[Stored data entries]
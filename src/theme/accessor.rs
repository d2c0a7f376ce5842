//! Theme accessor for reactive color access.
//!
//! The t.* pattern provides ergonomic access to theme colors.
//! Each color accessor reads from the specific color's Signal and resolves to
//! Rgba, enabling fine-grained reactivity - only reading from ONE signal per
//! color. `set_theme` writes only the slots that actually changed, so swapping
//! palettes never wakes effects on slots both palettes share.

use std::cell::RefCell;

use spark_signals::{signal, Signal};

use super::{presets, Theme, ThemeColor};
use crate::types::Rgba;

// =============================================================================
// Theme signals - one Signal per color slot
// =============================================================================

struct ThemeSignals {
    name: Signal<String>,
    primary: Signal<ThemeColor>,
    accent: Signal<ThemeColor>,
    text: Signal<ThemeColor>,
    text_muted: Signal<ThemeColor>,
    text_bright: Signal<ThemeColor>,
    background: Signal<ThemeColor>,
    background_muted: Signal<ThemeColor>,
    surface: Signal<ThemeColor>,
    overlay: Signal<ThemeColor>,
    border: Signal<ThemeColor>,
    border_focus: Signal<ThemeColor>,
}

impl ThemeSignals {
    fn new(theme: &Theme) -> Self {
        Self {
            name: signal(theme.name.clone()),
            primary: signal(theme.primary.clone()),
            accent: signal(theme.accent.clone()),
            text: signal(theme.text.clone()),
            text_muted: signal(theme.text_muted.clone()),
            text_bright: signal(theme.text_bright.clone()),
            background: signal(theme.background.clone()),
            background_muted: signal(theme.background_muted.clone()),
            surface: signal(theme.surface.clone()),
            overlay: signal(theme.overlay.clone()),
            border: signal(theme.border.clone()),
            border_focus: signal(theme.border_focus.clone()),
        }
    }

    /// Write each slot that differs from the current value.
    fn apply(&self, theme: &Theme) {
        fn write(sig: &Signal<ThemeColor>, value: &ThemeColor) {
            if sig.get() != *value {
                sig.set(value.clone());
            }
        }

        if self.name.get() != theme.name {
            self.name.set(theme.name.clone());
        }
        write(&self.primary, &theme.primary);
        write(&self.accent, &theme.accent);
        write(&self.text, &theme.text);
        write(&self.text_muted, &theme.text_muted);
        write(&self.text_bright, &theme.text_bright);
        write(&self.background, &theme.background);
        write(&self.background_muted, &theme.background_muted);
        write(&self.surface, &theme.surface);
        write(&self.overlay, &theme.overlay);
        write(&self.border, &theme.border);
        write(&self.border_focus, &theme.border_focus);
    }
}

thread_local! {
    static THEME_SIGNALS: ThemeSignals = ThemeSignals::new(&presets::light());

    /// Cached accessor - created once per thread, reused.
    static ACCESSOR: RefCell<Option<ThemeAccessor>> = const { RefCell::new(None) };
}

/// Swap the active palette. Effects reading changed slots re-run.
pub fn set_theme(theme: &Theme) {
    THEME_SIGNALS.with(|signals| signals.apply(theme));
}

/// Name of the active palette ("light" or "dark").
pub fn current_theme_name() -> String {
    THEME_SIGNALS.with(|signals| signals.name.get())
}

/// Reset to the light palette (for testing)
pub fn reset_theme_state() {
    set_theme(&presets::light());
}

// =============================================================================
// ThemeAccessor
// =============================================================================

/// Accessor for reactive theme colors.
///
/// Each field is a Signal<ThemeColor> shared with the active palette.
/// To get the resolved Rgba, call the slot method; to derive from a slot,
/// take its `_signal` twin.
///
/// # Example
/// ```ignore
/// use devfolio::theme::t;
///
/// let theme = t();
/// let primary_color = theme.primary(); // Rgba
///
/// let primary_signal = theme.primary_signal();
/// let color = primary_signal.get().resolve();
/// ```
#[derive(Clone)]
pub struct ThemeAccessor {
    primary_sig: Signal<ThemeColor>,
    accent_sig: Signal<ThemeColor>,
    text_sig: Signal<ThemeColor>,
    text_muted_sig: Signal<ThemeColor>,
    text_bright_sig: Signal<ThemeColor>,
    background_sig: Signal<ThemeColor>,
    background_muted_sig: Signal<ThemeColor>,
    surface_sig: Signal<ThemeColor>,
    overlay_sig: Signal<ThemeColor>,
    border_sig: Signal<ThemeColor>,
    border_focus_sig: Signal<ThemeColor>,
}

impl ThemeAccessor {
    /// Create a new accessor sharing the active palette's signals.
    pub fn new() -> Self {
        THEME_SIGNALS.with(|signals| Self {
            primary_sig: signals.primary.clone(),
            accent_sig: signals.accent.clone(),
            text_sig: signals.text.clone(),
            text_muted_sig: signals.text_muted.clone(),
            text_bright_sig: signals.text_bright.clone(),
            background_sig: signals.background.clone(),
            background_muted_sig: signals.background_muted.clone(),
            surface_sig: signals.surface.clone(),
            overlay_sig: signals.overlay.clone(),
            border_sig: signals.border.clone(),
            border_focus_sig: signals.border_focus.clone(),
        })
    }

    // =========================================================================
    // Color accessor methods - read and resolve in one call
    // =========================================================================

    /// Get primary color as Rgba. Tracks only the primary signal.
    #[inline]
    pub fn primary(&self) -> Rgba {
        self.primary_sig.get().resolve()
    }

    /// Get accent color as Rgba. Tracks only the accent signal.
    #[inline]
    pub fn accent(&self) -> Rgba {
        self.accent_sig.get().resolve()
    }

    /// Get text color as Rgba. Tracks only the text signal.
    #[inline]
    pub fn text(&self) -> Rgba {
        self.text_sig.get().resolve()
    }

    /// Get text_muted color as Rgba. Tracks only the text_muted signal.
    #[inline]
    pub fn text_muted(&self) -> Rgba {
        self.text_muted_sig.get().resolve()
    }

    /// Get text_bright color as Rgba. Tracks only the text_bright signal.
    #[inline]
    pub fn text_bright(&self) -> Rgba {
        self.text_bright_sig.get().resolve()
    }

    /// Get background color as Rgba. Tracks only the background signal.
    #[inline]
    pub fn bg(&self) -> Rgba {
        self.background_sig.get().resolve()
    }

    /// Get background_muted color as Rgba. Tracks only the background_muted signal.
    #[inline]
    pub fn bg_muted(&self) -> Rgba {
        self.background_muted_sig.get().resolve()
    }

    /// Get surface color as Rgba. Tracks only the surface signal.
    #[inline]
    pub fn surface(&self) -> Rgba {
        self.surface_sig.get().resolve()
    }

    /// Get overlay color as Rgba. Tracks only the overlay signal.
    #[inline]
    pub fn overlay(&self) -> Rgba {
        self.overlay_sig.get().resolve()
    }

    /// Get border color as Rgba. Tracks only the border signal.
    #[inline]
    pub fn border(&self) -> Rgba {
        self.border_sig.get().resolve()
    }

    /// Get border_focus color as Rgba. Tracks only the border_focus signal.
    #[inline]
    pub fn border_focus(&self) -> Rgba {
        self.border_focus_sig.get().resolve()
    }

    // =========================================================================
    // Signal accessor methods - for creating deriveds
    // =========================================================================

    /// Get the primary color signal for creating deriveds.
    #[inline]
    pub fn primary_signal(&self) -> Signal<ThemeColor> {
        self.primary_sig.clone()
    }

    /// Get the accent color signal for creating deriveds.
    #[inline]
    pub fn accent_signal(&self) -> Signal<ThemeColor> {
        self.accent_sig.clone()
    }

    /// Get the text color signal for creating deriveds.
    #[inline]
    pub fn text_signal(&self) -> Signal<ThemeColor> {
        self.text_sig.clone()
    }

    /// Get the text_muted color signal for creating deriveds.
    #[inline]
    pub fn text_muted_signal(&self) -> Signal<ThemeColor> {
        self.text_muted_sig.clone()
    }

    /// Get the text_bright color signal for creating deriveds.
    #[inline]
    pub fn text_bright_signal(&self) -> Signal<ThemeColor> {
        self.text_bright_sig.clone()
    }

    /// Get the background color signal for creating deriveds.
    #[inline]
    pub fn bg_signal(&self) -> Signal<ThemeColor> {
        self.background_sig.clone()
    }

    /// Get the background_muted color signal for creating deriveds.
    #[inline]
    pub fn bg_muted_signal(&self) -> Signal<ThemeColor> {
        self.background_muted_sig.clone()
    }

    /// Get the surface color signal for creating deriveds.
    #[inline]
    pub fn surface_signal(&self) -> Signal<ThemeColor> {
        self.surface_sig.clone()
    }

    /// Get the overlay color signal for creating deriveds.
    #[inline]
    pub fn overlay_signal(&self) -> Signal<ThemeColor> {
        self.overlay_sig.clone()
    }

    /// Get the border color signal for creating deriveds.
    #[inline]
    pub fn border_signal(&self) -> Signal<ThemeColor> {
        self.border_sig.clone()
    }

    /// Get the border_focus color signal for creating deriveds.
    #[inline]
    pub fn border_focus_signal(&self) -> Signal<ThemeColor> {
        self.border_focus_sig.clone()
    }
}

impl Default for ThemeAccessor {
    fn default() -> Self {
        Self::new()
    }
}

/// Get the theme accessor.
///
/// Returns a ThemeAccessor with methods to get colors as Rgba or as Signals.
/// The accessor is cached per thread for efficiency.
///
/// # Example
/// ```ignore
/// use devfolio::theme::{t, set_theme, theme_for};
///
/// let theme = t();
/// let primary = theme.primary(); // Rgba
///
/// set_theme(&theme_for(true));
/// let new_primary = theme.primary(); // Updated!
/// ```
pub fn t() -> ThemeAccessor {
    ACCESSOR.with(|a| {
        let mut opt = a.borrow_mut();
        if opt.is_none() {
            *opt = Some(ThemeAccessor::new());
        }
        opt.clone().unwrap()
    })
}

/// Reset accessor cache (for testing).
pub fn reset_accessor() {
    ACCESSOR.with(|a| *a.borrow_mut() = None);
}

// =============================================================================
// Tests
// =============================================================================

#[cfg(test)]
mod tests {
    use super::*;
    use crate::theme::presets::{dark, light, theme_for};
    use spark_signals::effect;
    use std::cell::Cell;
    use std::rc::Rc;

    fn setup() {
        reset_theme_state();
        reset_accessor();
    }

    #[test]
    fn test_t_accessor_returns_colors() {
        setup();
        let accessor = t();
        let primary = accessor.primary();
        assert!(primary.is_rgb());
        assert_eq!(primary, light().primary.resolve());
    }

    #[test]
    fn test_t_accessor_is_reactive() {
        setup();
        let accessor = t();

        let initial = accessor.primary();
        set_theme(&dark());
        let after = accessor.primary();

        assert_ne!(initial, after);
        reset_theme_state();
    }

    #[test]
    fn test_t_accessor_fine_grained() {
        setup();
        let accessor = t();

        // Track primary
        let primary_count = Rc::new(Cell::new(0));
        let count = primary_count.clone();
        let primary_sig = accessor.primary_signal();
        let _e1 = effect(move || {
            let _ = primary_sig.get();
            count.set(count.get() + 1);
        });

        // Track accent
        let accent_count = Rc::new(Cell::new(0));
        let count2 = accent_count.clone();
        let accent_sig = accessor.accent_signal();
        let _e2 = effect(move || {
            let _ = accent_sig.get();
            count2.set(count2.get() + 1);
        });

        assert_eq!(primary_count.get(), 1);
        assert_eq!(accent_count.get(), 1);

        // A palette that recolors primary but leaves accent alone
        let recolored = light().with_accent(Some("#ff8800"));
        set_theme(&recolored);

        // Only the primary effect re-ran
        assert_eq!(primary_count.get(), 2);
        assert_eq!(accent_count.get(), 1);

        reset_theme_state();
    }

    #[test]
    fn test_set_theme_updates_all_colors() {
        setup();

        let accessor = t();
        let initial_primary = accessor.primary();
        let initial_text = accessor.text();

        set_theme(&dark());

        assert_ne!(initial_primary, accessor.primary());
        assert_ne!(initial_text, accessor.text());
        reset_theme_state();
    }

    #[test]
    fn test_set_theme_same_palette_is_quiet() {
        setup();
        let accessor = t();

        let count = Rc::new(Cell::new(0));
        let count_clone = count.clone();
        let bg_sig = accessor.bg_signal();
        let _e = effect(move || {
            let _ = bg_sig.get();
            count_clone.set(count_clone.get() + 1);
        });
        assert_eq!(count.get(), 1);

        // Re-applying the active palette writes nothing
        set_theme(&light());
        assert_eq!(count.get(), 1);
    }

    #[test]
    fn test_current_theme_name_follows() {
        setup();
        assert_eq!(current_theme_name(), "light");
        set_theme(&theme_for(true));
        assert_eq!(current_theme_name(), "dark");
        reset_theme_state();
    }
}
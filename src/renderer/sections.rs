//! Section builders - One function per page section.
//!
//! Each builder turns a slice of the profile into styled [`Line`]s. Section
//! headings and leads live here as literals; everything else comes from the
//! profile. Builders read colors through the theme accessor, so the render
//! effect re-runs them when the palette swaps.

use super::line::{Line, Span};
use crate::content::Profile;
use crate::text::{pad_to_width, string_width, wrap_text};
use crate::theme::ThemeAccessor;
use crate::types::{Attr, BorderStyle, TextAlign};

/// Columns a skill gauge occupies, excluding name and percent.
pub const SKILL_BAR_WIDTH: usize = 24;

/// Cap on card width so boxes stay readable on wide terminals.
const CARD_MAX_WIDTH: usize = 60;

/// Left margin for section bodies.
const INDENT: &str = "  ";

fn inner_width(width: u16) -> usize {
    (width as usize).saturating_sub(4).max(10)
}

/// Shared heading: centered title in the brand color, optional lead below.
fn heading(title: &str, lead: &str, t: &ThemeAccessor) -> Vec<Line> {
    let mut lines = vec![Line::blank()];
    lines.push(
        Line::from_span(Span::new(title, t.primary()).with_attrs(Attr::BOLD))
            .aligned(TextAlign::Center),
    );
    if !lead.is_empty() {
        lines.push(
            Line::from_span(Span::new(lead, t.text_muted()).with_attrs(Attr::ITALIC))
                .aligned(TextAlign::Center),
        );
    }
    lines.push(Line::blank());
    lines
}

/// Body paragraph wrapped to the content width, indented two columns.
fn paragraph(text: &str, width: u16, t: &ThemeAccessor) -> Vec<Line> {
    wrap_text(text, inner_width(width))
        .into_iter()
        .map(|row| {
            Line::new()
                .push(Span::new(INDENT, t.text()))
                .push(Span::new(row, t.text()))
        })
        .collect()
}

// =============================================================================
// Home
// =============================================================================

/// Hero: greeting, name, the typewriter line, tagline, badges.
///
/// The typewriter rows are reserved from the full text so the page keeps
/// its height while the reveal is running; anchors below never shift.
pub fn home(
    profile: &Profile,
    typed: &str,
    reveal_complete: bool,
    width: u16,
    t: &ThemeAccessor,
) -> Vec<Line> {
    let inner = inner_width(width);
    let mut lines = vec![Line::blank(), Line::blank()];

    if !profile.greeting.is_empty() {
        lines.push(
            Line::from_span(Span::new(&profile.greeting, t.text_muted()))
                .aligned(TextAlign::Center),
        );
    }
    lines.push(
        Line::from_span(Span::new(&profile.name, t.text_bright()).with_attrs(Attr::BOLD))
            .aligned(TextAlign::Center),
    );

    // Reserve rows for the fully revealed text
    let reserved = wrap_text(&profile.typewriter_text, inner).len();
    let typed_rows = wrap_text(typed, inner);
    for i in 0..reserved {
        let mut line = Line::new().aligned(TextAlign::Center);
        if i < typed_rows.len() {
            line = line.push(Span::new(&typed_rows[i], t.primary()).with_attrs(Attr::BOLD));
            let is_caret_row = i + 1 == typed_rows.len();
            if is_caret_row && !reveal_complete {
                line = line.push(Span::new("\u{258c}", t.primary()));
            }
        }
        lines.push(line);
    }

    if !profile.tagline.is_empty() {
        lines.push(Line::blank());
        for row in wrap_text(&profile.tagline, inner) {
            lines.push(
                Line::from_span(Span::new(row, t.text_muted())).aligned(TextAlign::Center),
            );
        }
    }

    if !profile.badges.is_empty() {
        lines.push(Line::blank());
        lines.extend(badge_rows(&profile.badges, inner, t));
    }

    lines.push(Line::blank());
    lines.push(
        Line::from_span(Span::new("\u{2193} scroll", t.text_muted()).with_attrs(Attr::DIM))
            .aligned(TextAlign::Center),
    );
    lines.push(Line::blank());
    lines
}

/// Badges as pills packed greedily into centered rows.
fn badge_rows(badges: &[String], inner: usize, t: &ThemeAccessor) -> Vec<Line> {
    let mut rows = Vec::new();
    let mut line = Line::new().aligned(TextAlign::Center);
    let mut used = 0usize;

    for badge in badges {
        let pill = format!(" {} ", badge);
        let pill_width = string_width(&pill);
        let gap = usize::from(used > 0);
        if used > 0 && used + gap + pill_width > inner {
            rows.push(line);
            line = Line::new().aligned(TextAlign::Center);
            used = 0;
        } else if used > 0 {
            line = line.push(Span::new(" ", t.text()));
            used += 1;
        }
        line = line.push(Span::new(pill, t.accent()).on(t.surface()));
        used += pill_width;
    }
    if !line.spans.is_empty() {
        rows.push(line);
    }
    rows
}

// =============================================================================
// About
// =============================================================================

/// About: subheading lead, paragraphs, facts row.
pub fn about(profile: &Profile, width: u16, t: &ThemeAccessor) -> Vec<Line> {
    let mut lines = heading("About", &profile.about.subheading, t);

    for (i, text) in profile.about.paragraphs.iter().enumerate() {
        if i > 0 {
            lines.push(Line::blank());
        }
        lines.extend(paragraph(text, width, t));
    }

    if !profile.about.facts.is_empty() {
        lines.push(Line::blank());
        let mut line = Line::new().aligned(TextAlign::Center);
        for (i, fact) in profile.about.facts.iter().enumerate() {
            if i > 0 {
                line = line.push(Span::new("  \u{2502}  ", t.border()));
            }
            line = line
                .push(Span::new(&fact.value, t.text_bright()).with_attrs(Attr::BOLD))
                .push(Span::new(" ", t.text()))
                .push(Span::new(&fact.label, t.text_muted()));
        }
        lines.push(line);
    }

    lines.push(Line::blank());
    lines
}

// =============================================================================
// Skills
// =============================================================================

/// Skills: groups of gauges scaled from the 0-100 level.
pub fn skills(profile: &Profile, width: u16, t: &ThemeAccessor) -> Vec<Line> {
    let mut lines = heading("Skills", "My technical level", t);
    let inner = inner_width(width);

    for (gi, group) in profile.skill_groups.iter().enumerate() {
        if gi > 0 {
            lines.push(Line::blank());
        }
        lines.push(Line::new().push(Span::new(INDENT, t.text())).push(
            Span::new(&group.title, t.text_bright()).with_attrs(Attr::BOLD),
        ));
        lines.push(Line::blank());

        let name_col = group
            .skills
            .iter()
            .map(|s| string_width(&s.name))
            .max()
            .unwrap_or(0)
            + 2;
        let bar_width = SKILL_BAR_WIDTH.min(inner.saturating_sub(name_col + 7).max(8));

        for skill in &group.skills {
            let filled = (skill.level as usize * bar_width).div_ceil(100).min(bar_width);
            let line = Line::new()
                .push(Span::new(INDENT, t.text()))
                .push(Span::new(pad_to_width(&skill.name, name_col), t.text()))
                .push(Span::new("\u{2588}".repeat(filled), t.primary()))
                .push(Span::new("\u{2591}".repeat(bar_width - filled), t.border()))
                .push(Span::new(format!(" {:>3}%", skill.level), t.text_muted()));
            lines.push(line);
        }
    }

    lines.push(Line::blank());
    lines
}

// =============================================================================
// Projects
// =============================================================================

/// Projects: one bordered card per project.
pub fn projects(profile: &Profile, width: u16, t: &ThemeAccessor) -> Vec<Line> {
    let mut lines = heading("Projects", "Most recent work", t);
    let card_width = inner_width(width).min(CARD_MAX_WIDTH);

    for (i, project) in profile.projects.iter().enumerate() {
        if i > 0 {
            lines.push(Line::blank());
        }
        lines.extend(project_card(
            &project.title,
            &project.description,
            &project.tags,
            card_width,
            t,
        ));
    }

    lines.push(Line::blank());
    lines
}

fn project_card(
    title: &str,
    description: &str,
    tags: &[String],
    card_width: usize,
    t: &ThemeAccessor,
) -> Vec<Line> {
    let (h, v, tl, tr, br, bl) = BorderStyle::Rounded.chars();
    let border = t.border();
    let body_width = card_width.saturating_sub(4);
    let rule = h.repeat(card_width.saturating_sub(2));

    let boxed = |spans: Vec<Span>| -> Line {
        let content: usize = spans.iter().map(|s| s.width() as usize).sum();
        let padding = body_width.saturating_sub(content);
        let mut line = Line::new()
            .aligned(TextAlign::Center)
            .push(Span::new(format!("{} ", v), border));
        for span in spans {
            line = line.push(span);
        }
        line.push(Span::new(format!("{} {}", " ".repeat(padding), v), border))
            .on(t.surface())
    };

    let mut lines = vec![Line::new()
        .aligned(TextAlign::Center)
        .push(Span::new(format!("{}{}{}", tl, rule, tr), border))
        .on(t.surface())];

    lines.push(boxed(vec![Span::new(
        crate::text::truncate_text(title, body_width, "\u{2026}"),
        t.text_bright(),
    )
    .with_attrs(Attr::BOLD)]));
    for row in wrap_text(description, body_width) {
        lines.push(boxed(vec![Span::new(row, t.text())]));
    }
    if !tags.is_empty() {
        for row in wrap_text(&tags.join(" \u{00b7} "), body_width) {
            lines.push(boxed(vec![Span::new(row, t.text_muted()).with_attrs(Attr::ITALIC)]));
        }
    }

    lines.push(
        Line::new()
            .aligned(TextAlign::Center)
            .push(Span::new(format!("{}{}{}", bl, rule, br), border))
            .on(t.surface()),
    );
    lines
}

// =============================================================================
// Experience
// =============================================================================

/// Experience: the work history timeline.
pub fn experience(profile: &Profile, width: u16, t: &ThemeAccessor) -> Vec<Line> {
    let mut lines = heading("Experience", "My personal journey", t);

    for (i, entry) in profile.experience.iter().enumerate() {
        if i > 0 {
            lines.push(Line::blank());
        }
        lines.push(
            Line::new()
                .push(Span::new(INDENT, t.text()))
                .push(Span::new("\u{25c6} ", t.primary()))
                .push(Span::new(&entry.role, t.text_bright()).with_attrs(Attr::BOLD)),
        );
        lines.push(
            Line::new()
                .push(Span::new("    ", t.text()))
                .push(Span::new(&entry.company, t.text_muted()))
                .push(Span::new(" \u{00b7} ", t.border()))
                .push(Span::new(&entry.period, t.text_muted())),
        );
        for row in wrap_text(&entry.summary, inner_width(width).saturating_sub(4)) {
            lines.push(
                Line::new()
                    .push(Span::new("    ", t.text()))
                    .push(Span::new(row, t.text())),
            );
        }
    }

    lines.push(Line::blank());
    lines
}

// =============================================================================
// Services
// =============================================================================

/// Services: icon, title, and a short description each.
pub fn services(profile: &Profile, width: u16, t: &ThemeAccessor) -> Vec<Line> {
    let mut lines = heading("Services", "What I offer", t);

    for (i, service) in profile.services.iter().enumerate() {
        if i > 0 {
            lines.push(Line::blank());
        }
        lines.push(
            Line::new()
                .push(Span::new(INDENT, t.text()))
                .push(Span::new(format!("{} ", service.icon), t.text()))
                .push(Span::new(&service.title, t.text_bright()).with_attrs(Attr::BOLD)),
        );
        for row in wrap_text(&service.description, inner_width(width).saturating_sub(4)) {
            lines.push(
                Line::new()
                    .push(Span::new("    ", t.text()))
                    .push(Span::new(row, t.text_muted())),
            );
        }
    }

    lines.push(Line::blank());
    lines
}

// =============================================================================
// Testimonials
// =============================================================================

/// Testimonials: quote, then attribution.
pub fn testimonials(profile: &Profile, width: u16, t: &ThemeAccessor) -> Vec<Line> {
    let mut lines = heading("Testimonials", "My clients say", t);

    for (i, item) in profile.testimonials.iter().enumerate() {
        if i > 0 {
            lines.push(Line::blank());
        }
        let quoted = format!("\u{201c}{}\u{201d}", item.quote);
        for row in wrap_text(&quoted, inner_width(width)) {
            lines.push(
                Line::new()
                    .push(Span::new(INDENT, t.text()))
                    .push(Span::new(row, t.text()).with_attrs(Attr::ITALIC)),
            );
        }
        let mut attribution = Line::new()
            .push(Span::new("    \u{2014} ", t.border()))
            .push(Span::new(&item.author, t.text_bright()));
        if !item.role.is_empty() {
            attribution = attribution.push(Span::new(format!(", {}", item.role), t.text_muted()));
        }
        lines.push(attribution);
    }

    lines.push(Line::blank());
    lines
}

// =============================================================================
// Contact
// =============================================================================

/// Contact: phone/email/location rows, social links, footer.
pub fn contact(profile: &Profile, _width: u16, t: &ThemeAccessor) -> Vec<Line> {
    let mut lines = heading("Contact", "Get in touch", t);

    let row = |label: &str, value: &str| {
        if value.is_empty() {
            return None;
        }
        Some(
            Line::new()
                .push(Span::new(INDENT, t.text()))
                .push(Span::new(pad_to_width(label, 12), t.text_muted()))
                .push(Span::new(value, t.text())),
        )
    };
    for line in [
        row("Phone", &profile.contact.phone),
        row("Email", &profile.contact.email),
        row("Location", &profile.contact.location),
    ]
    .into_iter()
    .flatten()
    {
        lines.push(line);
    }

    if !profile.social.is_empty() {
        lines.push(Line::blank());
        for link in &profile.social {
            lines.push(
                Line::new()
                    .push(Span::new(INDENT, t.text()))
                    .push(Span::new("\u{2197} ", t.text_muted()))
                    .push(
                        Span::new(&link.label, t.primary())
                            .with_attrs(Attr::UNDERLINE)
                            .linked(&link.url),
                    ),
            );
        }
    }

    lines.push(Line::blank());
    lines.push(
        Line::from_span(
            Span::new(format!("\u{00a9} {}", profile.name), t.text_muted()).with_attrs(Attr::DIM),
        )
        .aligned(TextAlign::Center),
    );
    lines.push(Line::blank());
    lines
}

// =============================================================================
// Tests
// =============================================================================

- Exercise prompt -
Work out how many lines above contain "types", then write only that number.

- Exercise response -
2